Vinay Prasad has left the building. The hematologist and Bernie Sanders acolyte is stepping down as head of the Food and Drug Administration’s gene therapy and vaccine shop after only three months on the job. This is welcome news, but there’s still reason to keep a cautious eye on the agency that could assist or stymie U.S. drug innovation in this era of great biotech advances.
Why Vinay Prasad Had to Go at FDA
The gene therapy chief wanted to block fast-track drug approvals.


A Health and Human Services Department spokesperson said Tuesday night that Dr. Prasad is resigning because he doesn’t want to “be a distraction.” The truth is that he was under heavy criticism from patients and these pages for undermining the Administration’s goal of fast-tracking life-saving treatments.
Dr. Prasad may have been chosen for the gene-therapy and vaccine job because he found common cause with conservatives in opposing the left’s Covid policies. But the White House personnel shop must have missed that the doctor has long criticized the FDA from the left. He thinks the agency approves too many drugs whose costs in his view don’t justify their benefits. He wanted to turn the agency into a de facto rationing body that focuses on drug cost as much as safety and efficacy. But cost isn’t the FDA’s job.
On Dr. Prasad’s new watch, the FDA has torpedoed several promising treatments for rare and deadly diseases. This includes an immunotherapy shot that helped a third of advanced melanoma patients who had relapsed after other treatments. With these disapprovals, the agency moved its standards for drug approvals and blind-sided companies.
Then came the Sarepta mugging, which we told you about on Sunday. The agency used the deaths of two boys out of nearly 1,000 who had been treated with Sarepta Therapeutics’s gene therapy for Duchenne muscular dystrophy as a reason to force the drug from the market.

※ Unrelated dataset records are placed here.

pub mod engine;
pub mod states;

pub use engine::{SupportTurnFlow, TurnDefinition, TurnEngine, TurnTransitionError};
pub use states::{Route, TurnEvent, TurnPhase, TurnTransition};
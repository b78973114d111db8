use crate::commands::CommandResult;
use concierge_core::config::{AppConfig, LoadOptions};
use concierge_db::{connect_store, migrations, SeedDataset};

pub fn run() -> CommandResult {
    let config = match AppConfig::load(LoadOptions::default()) {
        Ok(config) => config,
        Err(error) => {
            return CommandResult::failure(
                "seed",
                "config_validation",
                format!("configuration issue: {error}"),
                2,
            );
        }
    };

    let runtime = match tokio::runtime::Builder::new_current_thread().enable_all().build() {
        Ok(runtime) => runtime,
        Err(error) => {
            return CommandResult::failure(
                "seed",
                "runtime_init",
                format!("failed to initialize async runtime: {error}"),
                3,
            );
        }
    };

    let result = runtime.block_on(async {
        let crm_pool = connect_store(&config.crm_db)
            .await
            .map_err(|error| ("crm_db_connectivity", error.to_string(), 4u8))?;

        migrations::run_crm_pending(&crm_pool)
            .await
            .map_err(|error| ("crm_migration", error.to_string(), 5u8))?;

        let seed_result = SeedDataset::demo()
            .apply(&crm_pool)
            .await
            .map_err(|error| ("seed_execution", error.to_string(), 6u8))?;

        crm_pool.close().await;
        Ok::<concierge_db::SeedResult, (&'static str, String, u8)>(seed_result)
    });

    match result {
        Ok(seed_result) => CommandResult::success(
            "seed",
            format!(
                "demo dataset loaded: {} users, {} subscriptions, {} experiences, {} reservations",
                seed_result.users,
                seed_result.subscriptions,
                seed_result.experiences,
                seed_result.reservations
            ),
        ),
        Err((error_class, message, exit_code)) => {
            CommandResult::failure("seed", error_class, message, exit_code)
        }
    }
}
use std::sync::Arc;

use concierge_agent::classifier::IntentClassifier;
use concierge_agent::escalation::EscalationHandler;
use concierge_agent::llm::{HttpLlmClient, LlmClient};
use concierge_agent::ops::OperationsHandler;
use concierge_agent::resolver::KnowledgeResolver;
use concierge_agent::runtime::SupportRuntime;
use concierge_core::audit::NoopAuditSink;
use concierge_core::config::{AppConfig, ConfigError, LoadOptions};
use concierge_core::knowledge::{CorpusError, KnowledgeCorpus};
use concierge_db::repositories::{
    SqlConversationRepository, SqlReservationRepository, SqlSubscriptionRepository,
    SqlTicketRepository, SqlUserRepository,
};
use concierge_db::{connect_store, migrations, DbPool};
use thiserror::Error;
use tracing::info;

pub struct Application {
    pub config: AppConfig,
    pub support_pool: DbPool,
    pub crm_pool: DbPool,
    pub runtime: Arc<SupportRuntime>,
}

#[derive(Debug, Error)]
pub enum BootstrapError {
    #[error(transparent)]
    Config(#[from] ConfigError),
    #[error("database connection failed: {0}")]
    DatabaseConnect(#[source] sqlx::Error),
    #[error("database migration failed: {0}")]
    Migration(#[source] sqlx::migrate::MigrateError),
    #[error("knowledge corpus load failed: {0}")]
    Corpus(#[source] CorpusError),
    #[error("client construction failed: {0}")]
    Client(#[source] anyhow::Error),
}

pub async fn bootstrap(options: LoadOptions) -> Result<Application, BootstrapError> {
    info!(
        event_name = "system.bootstrap.start",
        correlation_id = "bootstrap",
        "starting application bootstrap"
    );
    let config = AppConfig::load(options)?;
    bootstrap_with_config(config).await
}

pub async fn bootstrap_with_config(config: AppConfig) -> Result<Application, BootstrapError> {
    let support_pool =
        connect_store(&config.support_db).await.map_err(BootstrapError::DatabaseConnect)?;
    let crm_pool =
        connect_store(&config.crm_db).await.map_err(BootstrapError::DatabaseConnect)?;
    info!(
        event_name = "system.bootstrap.databases_connected",
        correlation_id = "bootstrap",
        "support and crm store connections established"
    );

    migrations::run_support_pending(&support_pool).await.map_err(BootstrapError::Migration)?;
    migrations::run_crm_pending(&crm_pool).await.map_err(BootstrapError::Migration)?;
    info!(
        event_name = "system.bootstrap.migrations_applied",
        correlation_id = "bootstrap",
        "database migrations applied"
    );

    let corpus =
        KnowledgeCorpus::load(&config.knowledge.corpus_path).map_err(BootstrapError::Corpus)?;
    info!(
        event_name = "system.bootstrap.corpus_loaded",
        correlation_id = "bootstrap",
        articles = corpus.len(),
        "knowledge corpus loaded"
    );

    let llm: Arc<dyn LlmClient> =
        Arc::new(HttpLlmClient::from_config(&config.llm).map_err(BootstrapError::Client)?);

    let escalation = EscalationHandler::new(
        Arc::new(SqlTicketRepository::new(support_pool.clone())),
        llm.clone(),
        &config.escalation,
    )
    .map_err(BootstrapError::Client)?;

    let runtime = Arc::new(SupportRuntime::new(
        IntentClassifier::new(llm.clone()),
        KnowledgeResolver::new(
            Arc::new(corpus),
            llm.clone(),
            config.knowledge.min_confidence,
            config.knowledge.top_k,
        ),
        OperationsHandler::new(
            Arc::new(SqlUserRepository::new(crm_pool.clone())),
            Arc::new(SqlSubscriptionRepository::new(crm_pool.clone())),
            Arc::new(SqlReservationRepository::new(crm_pool.clone())),
            llm,
        ),
        escalation,
        Arc::new(SqlConversationRepository::new(support_pool.clone())),
        Arc::new(NoopAuditSink),
    ));

    Ok(Application { config, support_pool, crm_pool, runtime })
}
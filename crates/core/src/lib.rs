pub mod audit;
pub mod config;
pub mod domain;
pub mod errors;
pub mod knowledge;
pub mod workflow;

pub use chrono;

pub use audit::{AuditCategory, AuditContext, AuditEvent, AuditOutcome, AuditSink};
pub use domain::conversation::{ConversationId, ConversationState, Turn};
pub use domain::intent::Intent;
pub use domain::reservation::{
    Experience, ExperienceId, Reservation, ReservationId, ReservationListing, ReservationStatus,
};
pub use domain::subscription::{Subscription, SubscriptionStatus, SubscriptionSummary};
pub use domain::ticket::{Ticket, TicketId, TicketMessage, TicketRole, TicketStatus};
pub use domain::user::{UserId, UserProfile};
pub use errors::{ApplicationError, DomainError, InterfaceError};
pub use knowledge::{KnowledgeArticle, KnowledgeCorpus, RetrievalOutcome, RetrievedArticle};
pub use workflow::{Route, TurnEngine, TurnEvent, TurnPhase, TurnTransition, TurnTransitionError};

It ignored the clear benefits in slowing disease progression. The FDA wisely backed down on Monday amid an outcry from parents and criticism in these pages.
The agency’s lack of clear, predictable standards under Dr. Prasad was creating enormous uncertainty for the industry, especially small biotech companies, and threatened to chill investment. Dr. Prasad’s inflexible positions on the design of clinical trials also risked slowing and raising costs for drug development. This is the opposite of what FDA Commissioner Marty Makary says he wants to do.
“Why does it take over 10 years for a drug to come to market?” Dr. Makary mused Wednesday on CNBC. One reason, he said, is FDA bureaucracy. “We don’t want the FDA to be a blackbox” and “markets want predictability.” Yes, they do. But asked about the agency’s recent arbitrary rejections of therapies, Dr. Makary demurred.
He also hailed Dr. Prasad as a “genius,” noting he was a prolific author of papers—many of which argue that drugs aren’t worth their cost—as if this were a mark of wisdom or the right credential to be a regulator. Dr. Makary said “we’re going to continue to talk to” Dr. Prasad, which suggests the ousted official may continue to influence agency decisions from the cheap seats.
Dr. Makary said Stanford professor George Tidmarsh will lead the agency’s drug reviews, which isn’t reassuring. In April Dr. Tidmarsh slammed previous FDA leaders for giving “false hope” to patients by approving experimental therapies that cost “vast amounts of money that our health case system can ill afford.” He singled out Sarepta’s Duchenne drug.
This won’t buoy confidence in the agency. The FDA Commissioner’s public support for innovation conflicts with his personnel decisions and agency actions. Would the real Dr. Makary please stand up?